Negócios concorrentes?
É fato que com a tecnologia e crises econômicas as empresas precisaram diversificar as operações. A maioria dos empresários investe em nichos diferentes dos que atuam. Afinal, quem colocaria um aporte financeiro em um segmento concorrente ao seu?

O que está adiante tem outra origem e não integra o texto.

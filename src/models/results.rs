//! Eligibility result data model
//!
//! These structures arrive from an external eligibility-evaluation engine
//! and are treated as opaque values: the vault counts them, sanitizes their
//! text, encrypts them, and hands them back. It never re-evaluates or
//! reinterprets any rule logic.
//!
//! Field names serialize in camelCase and statuses in kebab-case to match
//! the portable export wire format.

use chrono::{DateTime, Utc};
use serde::{Deserialize, Serialize};
use std::fmt;

/// Eligibility outcome for a single program
#[derive(Debug, Clone, Copy, PartialEq, Eq, Serialize, Deserialize)]
#[serde(rename_all = "kebab-case")]
pub enum EligibilityStatus {
    /// Qualifies under the evaluated rules
    Qualified,
    /// Likely qualifies
    Likely,
    /// Might qualify; more information needed
    Maybe,
    /// Unlikely to qualify
    Unlikely,
    /// Does not qualify
    NotQualified,
}

impl fmt::Display for EligibilityStatus {
    fn fmt(&self, f: &mut fmt::Formatter<'_>) -> fmt::Result {
        match self {
            Self::Qualified => write!(f, "Qualified"),
            Self::Likely => write!(f, "Likely"),
            Self::Maybe => write!(f, "Maybe"),
            Self::Unlikely => write!(f, "Unlikely"),
            Self::NotQualified => write!(f, "Not Qualified"),
        }
    }
}

/// Why the engine reached its conclusion for a program
#[derive(Debug, Clone, PartialEq, Serialize, Deserialize)]
#[serde(rename_all = "camelCase")]
pub struct Explanation {
    /// One-line reason
    pub reason: String,

    /// Supporting detail lines
    #[serde(default)]
    pub details: Vec<String>,

    /// Identifiers of the rules the engine cited
    #[serde(default)]
    pub rules_cited: Vec<String>,
}

/// Estimated benefit amount, when the engine could compute one
#[derive(Debug, Clone, PartialEq, Serialize, Deserialize)]
#[serde(rename_all = "camelCase")]
pub struct EstimatedBenefit {
    /// Amount in the program's currency
    pub amount: f64,
    /// Payout frequency, e.g. "monthly"
    pub frequency: String,
}

/// A follow-up action for the user, optionally with a link
#[derive(Debug, Clone, PartialEq, Serialize, Deserialize)]
#[serde(rename_all = "camelCase")]
pub struct NextStep {
    /// What to do
    pub step: String,

    /// Where to do it. Untrusted until it passes URL sanitization.
    #[serde(default, skip_serializing_if = "Option::is_none")]
    pub url: Option<String>,
}

/// Evaluation outcome for one benefit program
#[derive(Debug, Clone, PartialEq, Serialize, Deserialize)]
#[serde(rename_all = "camelCase")]
pub struct ProgramEligibilityResult {
    /// Engine-assigned program identifier
    pub program_id: String,

    /// Human-readable program name
    pub program_name: String,

    /// Short program description
    #[serde(default)]
    pub program_description: String,

    /// Jurisdiction the rules were evaluated for, e.g. "CA" or "federal"
    #[serde(default)]
    pub jurisdiction: String,

    /// Eligibility outcome
    pub status: EligibilityStatus,

    /// Confidence label, e.g. "high"
    #[serde(default)]
    pub confidence: String,

    /// Numeric confidence in [0, 1]
    #[serde(default)]
    pub confidence_score: f64,

    /// Why the engine decided this
    pub explanation: Explanation,

    /// Estimated benefit, when computable
    #[serde(default, skip_serializing_if = "Option::is_none")]
    pub estimated_benefit: Option<EstimatedBenefit>,

    /// Documents the user would need to apply
    #[serde(default)]
    pub required_documents: Vec<String>,

    /// Suggested follow-up actions
    #[serde(default)]
    pub next_steps: Vec<NextStep>,

    /// When this program was evaluated
    pub evaluated_at: DateTime<Utc>,

    /// Version of the rule set used
    #[serde(default)]
    pub rules_version: String,
}

/// A full evaluation run, partitioned by outcome.
///
/// Invariant: every program referenced appears in exactly one partition,
/// and `total_programs` counts them all.
#[derive(Debug, Clone, PartialEq, Serialize, Deserialize)]
#[serde(rename_all = "camelCase")]
pub struct EligibilityResults {
    /// Programs the user qualifies for
    #[serde(default)]
    pub qualified: Vec<ProgramEligibilityResult>,

    /// Programs the user likely qualifies for
    #[serde(default)]
    pub likely: Vec<ProgramEligibilityResult>,

    /// Programs that need more information
    #[serde(default)]
    pub maybe: Vec<ProgramEligibilityResult>,

    /// Programs the user does not qualify for (includes "unlikely")
    #[serde(default)]
    pub not_qualified: Vec<ProgramEligibilityResult>,

    /// Total programs across all partitions
    pub total_programs: usize,

    /// When the evaluation ran
    pub evaluated_at: DateTime<Utc>,
}

impl EligibilityResults {
    /// Iterate over every program across all partitions
    pub fn all_programs(&self) -> impl Iterator<Item = &ProgramEligibilityResult> {
        self.qualified
            .iter()
            .chain(self.likely.iter())
            .chain(self.maybe.iter())
            .chain(self.not_qualified.iter())
    }

    /// Mutable iteration over every program (used by sanitization)
    pub fn all_programs_mut(&mut self) -> impl Iterator<Item = &mut ProgramEligibilityResult> {
        self.qualified
            .iter_mut()
            .chain(self.likely.iter_mut())
            .chain(self.maybe.iter_mut())
            .chain(self.not_qualified.iter_mut())
    }

    /// Number of programs in the qualified partition
    pub fn qualified_count(&self) -> usize {
        self.qualified.len()
    }

    /// Program ids across all partitions, in partition order
    pub fn program_ids(&self) -> Vec<String> {
        self.all_programs().map(|p| p.program_id.clone()).collect()
    }

    /// Check the partition invariant: no program id appears twice, and
    /// `total_programs` matches the actual count
    pub fn partitions_consistent(&self) -> bool {
        let ids = self.program_ids();
        let unique: std::collections::HashSet<_> = ids.iter().collect();
        unique.len() == ids.len() && ids.len() == self.total_programs
    }
}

Muitas empresas decidem ampliar o seu portfólio por vários motivos: redução de dívidas, aumento do número de clientes e\ou melhorarem os resultados. O que todas têm em comum é o desejo de lucro e entrega com qualidade. Todavia, como estudado por diversos filósofos e Darwin a sobrevivência está ligada a flexibilidade.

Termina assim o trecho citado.